Oh, no problem! But now I am thinking I may need to rethink using AI for light editing. I've gotten in the habit of that because I don't have a human editor for my blog, and I like getting that extra polish sometimes, but it's probably not worth it if it's going to make people not want to read.

nullc a day ago | parent [-]

You can do a thing where you have it point out spelling and grammar errors or point out awkward parts without suggesting changes. But take care that you don't let it apply them as it may make other changes silently (especially if you're not running in an agentic harness with patch tools).

yaelwrites 11 hours ago | parent [-]

I'm a pretty late adopter and nost of my LLM use has been

1) vibe red teaming (having Codex RE the data flow of various extensions, comparing the attestation with the ToS, seeing if I think it's a potential FTC violation) which is just for fun and I do nothing with,

2) feeding tons of documentation into NotebookLM and asking if everything in a short document is attributable (often when it says it's not, it is, but you have to kind of read between the lines). I think this is a good use of AI if rigorously fact-checked.

3) feeding 20-30 job descriptions + cover letters, asking for outlines for new cover letters. For this one I think it may be faster to go back to creating templates because I have to entirely rewrite things anyway. (It does add lies! And conflates things! V bad for a cover letter!) But I think use of machines to write letters being read by machines is pretty justifiable.

4) I've been experimenting with Claude editing. I think what bugs me about people assuming everything is LLM-written is that it's rather dismissive and difficult to tell the difference between "a human spent X hours on this and made some stylistic tweets" vs "a machine wrote this in response to a prompt."

I do find myself immediately scrolling away too, though. A friend had a LI post for a course he's teaching and I could tell it was AI because it's not how he writes. That said, the post performed phenomenally well, which is probably more important for selling a course than my opinion is.

I'm also not confident in my ability to distinguish between 1) something an AI write from scratch, 2) something he may have iterated with an AI, feeding it many different versions of a post, going back and forth, etc. I think both would show up as AI in the extensions I've seen, but I also think they're very different.

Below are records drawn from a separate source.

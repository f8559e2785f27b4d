//! Reads vertex records from a file or a directory of part files

use std::fs::{self, File};
use std::io::{self, BufRead, BufReader};
use std::path::{Path, PathBuf};

use linkrank_engine::GraphNode;
use tracing::{debug, info, warn};

use super::wire::{parse_line, LineContext};

/// Records read from an input path
#[derive(Debug, Default)]
pub struct ReadSummary {
    /// Parsed vertices, in file then line order
    pub nodes: Vec<GraphNode>,
    /// Files read
    pub files: usize,
    /// Non-blank lines seen
    pub lines: usize,
    /// Lines dropped because they did not decode
    pub skipped: usize,
}

/// Files behind an input path
///
/// A directory contributes its regular files in name order, skipping names
/// that start with `_` or `.` (markers such as `_SUCCESS`).
pub fn input_files(path: &Path) -> io::Result<Vec<PathBuf>> {
    if !path.is_dir() {
        return Ok(vec![path.to_path_buf()]);
    }

    let mut files = Vec::new();
    for entry in fs::read_dir(path)? {
        let entry = entry?;
        let name = entry.file_name();
        let name = name.to_string_lossy();
        if name.starts_with('_') || name.starts_with('.') {
            continue;
        }
        if entry.file_type()?.is_file() {
            files.push(entry.path());
        }
    }
    files.sort();
    Ok(files)
}

/// Read every record under `path`, skipping lines that do not decode
pub fn read_graph(path: &Path, context: LineContext) -> io::Result<ReadSummary> {
    let mut summary = ReadSummary::default();

    for file in input_files(path)? {
        debug!("Reading vertex records from {:?}", file);
        let reader = BufReader::new(File::open(&file)?);
        summary.files += 1;

        for (index, raw) in reader.split(b'\n').enumerate() {
            let raw = raw?;
            let line_no = index + 1;

            let line = match std::str::from_utf8(&raw) {
                Ok(line) => line,
                Err(e) => {
                    warn!("Skipping {:?}:{}: not UTF-8 ({})", file, line_no, e);
                    summary.lines += 1;
                    summary.skipped += 1;
                    continue;
                }
            };
            if line.trim().is_empty() {
                continue;
            }
            summary.lines += 1;

            match parse_line(line, context) {
                Ok(Some(node)) => summary.nodes.push(node),
                Ok(None) => {}
                Err(e) => {
                    warn!("Skipping {:?}:{}: {} ({:?})", file, line_no, e, line);
                    summary.skipped += 1;
                }
            }
        }
    }

    info!(
        "Read {} vertices from {} file(s), skipped {} malformed line(s)",
        summary.nodes.len(),
        summary.files,
        summary.skipped
    );

    Ok(summary)
}

#[cfg(test)]
mod tests {
    use super::*;
    use std::io::Write;
    use tempfile::TempDir;

    #[test]
    fn test_reads_file_and_skips_bad_lines() {
        let dir = TempDir::new().unwrap();
        let path = dir.path().join("graph.txt");
        let mut file = File::create(&path).unwrap();
        writeln!(file, "A\t1.0\tB,C").unwrap();
        writeln!(file).unwrap();
        writeln!(file, "B\tnot-a-rank\tC").unwrap();
        writeln!(file, "C\tPage C").unwrap();
        file.write_all(b"\xff\xfe\t1.0\n").unwrap();

        let summary = read_graph(&path, LineContext::Seed).unwrap();
        assert_eq!(summary.files, 1);
        assert_eq!(summary.lines, 4);
        assert_eq!(summary.skipped, 2);
        let ids: Vec<_> = summary.nodes.iter().map(|n| n.id.as_str()).collect();
        assert_eq!(ids, vec!["A", "C"]);
    }

    #[test]
    fn test_reads_directory_in_name_order_skipping_markers() {
        let dir = TempDir::new().unwrap();
        fs::write(dir.path().join("part-r-00001"), "B\t0.5\n").unwrap();
        fs::write(dir.path().join("part-r-00000"), "A\t0.25\tB\n").unwrap();
        fs::write(dir.path().join("_SUCCESS"), "").unwrap();
        fs::write(dir.path().join(".part-r-00000.crc"), "junk").unwrap();

        let summary = read_graph(dir.path(), LineContext::Round).unwrap();
        assert_eq!(summary.files, 2);
        let ids: Vec<_> = summary.nodes.iter().map(|n| n.id.as_str()).collect();
        assert_eq!(ids, vec!["A", "B"]);
        assert_eq!(summary.nodes[1].rank, 0.5);
    }

    #[test]
    fn test_missing_path_is_an_io_error() {
        let dir = TempDir::new().unwrap();
        assert!(read_graph(&dir.path().join("nope"), LineContext::Seed).is_err());
    }
}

My thought process on it is complicated. I think I'm more disappointed than anything. It made me sad because his human writing is so unique, and I'd hate to see it all outsourced. But I also don't have the same "you didn't even bother to write this so why should I read it" reaction so many do, given that I don't know how much time he spent on it or the reasoning.

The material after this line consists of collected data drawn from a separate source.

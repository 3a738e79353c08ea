// storefront/src/controller/commands.rs

//! Multi-step cart commands, declared as workflows.
//!
//! Each command's context carries the `CartStore` handle the same way every
//! step needs it. Write failures are parked in the context so the
//! `reload_cart` step still runs; the controller reports them afterwards.

use crate::cart::CartStore;
use crate::error::StorefrontError;
use crate::models::CartItem;
use crate::workflow::{ContextData, SkipCondition, StepControl, Workflow};
use std::sync::Arc;
use tracing::{error, info, warn};

pub struct AddToCartCtxData {
  pub cart: CartStore,
  pub user_id: Option<String>,
  pub product_id: String,
  pub existing_line: Option<CartItem>,
  pub write_error: Option<StorefrontError>,
}

impl AddToCartCtxData {
  pub fn new(cart: CartStore, user_id: Option<String>, product_id: &str) -> Self {
    Self {
      cart,
      user_id,
      product_id: product_id.to_string(),
      existing_line: None,
      write_error: None,
    }
  }
}

pub struct CheckoutCtxData {
  pub cart: CartStore,
  pub user_id: Option<String>,
  pub line_count: usize,
  pub total: f64,
}

pub struct CartCommands {
  pub add_to_cart: Workflow<AddToCartCtxData, StorefrontError>,
  pub checkout: Workflow<CheckoutCtxData, StorefrontError>,
}

impl CartCommands {
  pub fn new() -> Self {
    Self {
      add_to_cart: add_to_cart_workflow(),
      checkout: checkout_workflow(),
    }
  }
}

impl Default for CartCommands {
  fn default() -> Self {
    Self::new()
  }
}

/// require_user → locate_cart_line → increment_cart_line | create_cart_line → reload_cart
pub fn add_to_cart_workflow() -> Workflow<AddToCartCtxData, StorefrontError> {
  let has_line: SkipCondition<AddToCartCtxData> =
    Arc::new(|ctx: &ContextData<AddToCartCtxData>| ctx.read().existing_line.is_some());
  let has_no_line: SkipCondition<AddToCartCtxData> =
    Arc::new(|ctx: &ContextData<AddToCartCtxData>| ctx.read().existing_line.is_none());

  let mut w = Workflow::<AddToCartCtxData, StorefrontError>::new(
    "add_to_cart",
    &[
      ("require_user", false, None),
      ("locate_cart_line", false, None),
      ("increment_cart_line", false, Some(has_no_line)),
      ("create_cart_line", false, Some(has_line)),
      ("reload_cart", false, None),
    ],
  );

  // Rejected locally, before any remote call.
  w.on_step("require_user", |ctx_data: ContextData<AddToCartCtxData>| {
    Box::pin(async move {
      let (signed_in, product_id) = {
        let guard = ctx_data.read();
        (guard.user_id.is_some(), guard.product_id.clone())
      };
      if !signed_in {
        warn!(%product_id, "Add to cart attempted without a signed-in user.");
        return Err(StorefrontError::AuthRequired { operation: "add to cart" });
      }
      Ok(StepControl::Continue)
    })
  });

  // Looks among the lines already loaded, not in the store.
  w.on_step("locate_cart_line", |ctx_data: ContextData<AddToCartCtxData>| {
    Box::pin(async move {
      let mut guard = ctx_data.write();
      let existing = guard.cart.find_line(&guard.product_id);
      guard.existing_line = existing;
      Ok::<_, StorefrontError>(StepControl::Continue)
    })
  });

  w.on_step("increment_cart_line", |ctx_data: ContextData<AddToCartCtxData>| {
    Box::pin(async move {
      let (cart, line) = {
        let guard = ctx_data.read();
        (guard.cart.clone(), guard.existing_line.clone())
      };
      let Some(line) = line else {
        return Ok(StepControl::Continue);
      };
      let written = cart.write_increment(&line).await;

      let mut guard = ctx_data.write();
      match written {
        Ok(()) => info!(line_id = %line.id, quantity = line.quantity + 1, "Cart line incremented."),
        Err(e) => {
          error!(line_id = %line.id, error = %e, "Cart line increment failed.");
          guard.write_error = Some(e);
        }
      }
      Ok::<_, StorefrontError>(StepControl::Continue)
    })
  });

  w.on_step("create_cart_line", |ctx_data: ContextData<AddToCartCtxData>| {
    Box::pin(async move {
      let (cart, user_id, product_id) = {
        let guard = ctx_data.read();
        (guard.cart.clone(), guard.user_id.clone(), guard.product_id.clone())
      };
      let Some(user_id) = user_id else {
        return Err(StorefrontError::AuthRequired { operation: "add to cart" });
      };
      let written = cart.write_new_line(&user_id, &product_id).await;

      let mut guard = ctx_data.write();
      match written {
        Ok(line) => info!(line_id = %line.id, %product_id, "Cart line created."),
        Err(e) => {
          error!(%product_id, error = %e, "Cart line creation failed.");
          guard.write_error = Some(e);
        }
      }
      Ok(StepControl::Continue)
    })
  });

  // The store is the source of truth: reload whatever the write did.
  w.on_step("reload_cart", |ctx_data: ContextData<AddToCartCtxData>| {
    Box::pin(async move {
      let cart = ctx_data.read().cart.clone();
      if let Err(e) = cart.reload().await {
        warn!(error = %e, "Cart reload after add failed.");
      }
      Ok::<_, StorefrontError>(StepControl::Continue)
    })
  });

  w
}

/// require_user → require_cart_lines → place_order
///
/// Payment is not implemented; `place_order` always fails and writes nothing.
pub fn checkout_workflow() -> Workflow<CheckoutCtxData, StorefrontError> {
  let mut w = Workflow::<CheckoutCtxData, StorefrontError>::new(
    "checkout",
    &[
      ("require_user", false, None),
      ("require_cart_lines", false, None),
      ("place_order", false, None),
    ],
  );

  w.on_step("require_user", |ctx_data: ContextData<CheckoutCtxData>| {
    Box::pin(async move {
      if ctx_data.read().user_id.is_none() {
        warn!("Checkout attempted without a signed-in user.");
        return Err(StorefrontError::AuthRequired { operation: "check out" });
      }
      Ok(StepControl::Continue)
    })
  });

  w.on_step("require_cart_lines", |ctx_data: ContextData<CheckoutCtxData>| {
    Box::pin(async move {
      let mut guard = ctx_data.write();
      let (line_count, total) = (guard.cart.items().len(), guard.cart.calculate_total());
      guard.line_count = line_count;
      guard.total = total;
      if line_count == 0 {
        return Err(StorefrontError::EmptyCart);
      }
      Ok(StepControl::Continue)
    })
  });

  w.on_step("place_order", |ctx_data: ContextData<CheckoutCtxData>| {
    Box::pin(async move {
      let (lines, total) = {
        let guard = ctx_data.read();
        (guard.line_count, guard.total)
      };
      warn!(lines, total, "Checkout requested but payment processing is not available.");
      Err::<StepControl, _>(StorefrontError::CheckoutUnavailable)
    })
  });

  w
}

Mostly I worry that if the whole of human knowledge becomes AI slop, and AI is then being fed that slop, that the writing would get even worse.

Re: fact-checking, I am far too paranoid/obsessive/whatever about accuracy to not review changes! Even NotebookLM is weirdly drawn to the first document you feed it, so if you have a second contradictory document, it seems to want to tell you why it's wrong. To be fair, I know people like this, too. The first version of a story they hear is what they will forever believe, even if every other version contradicts it.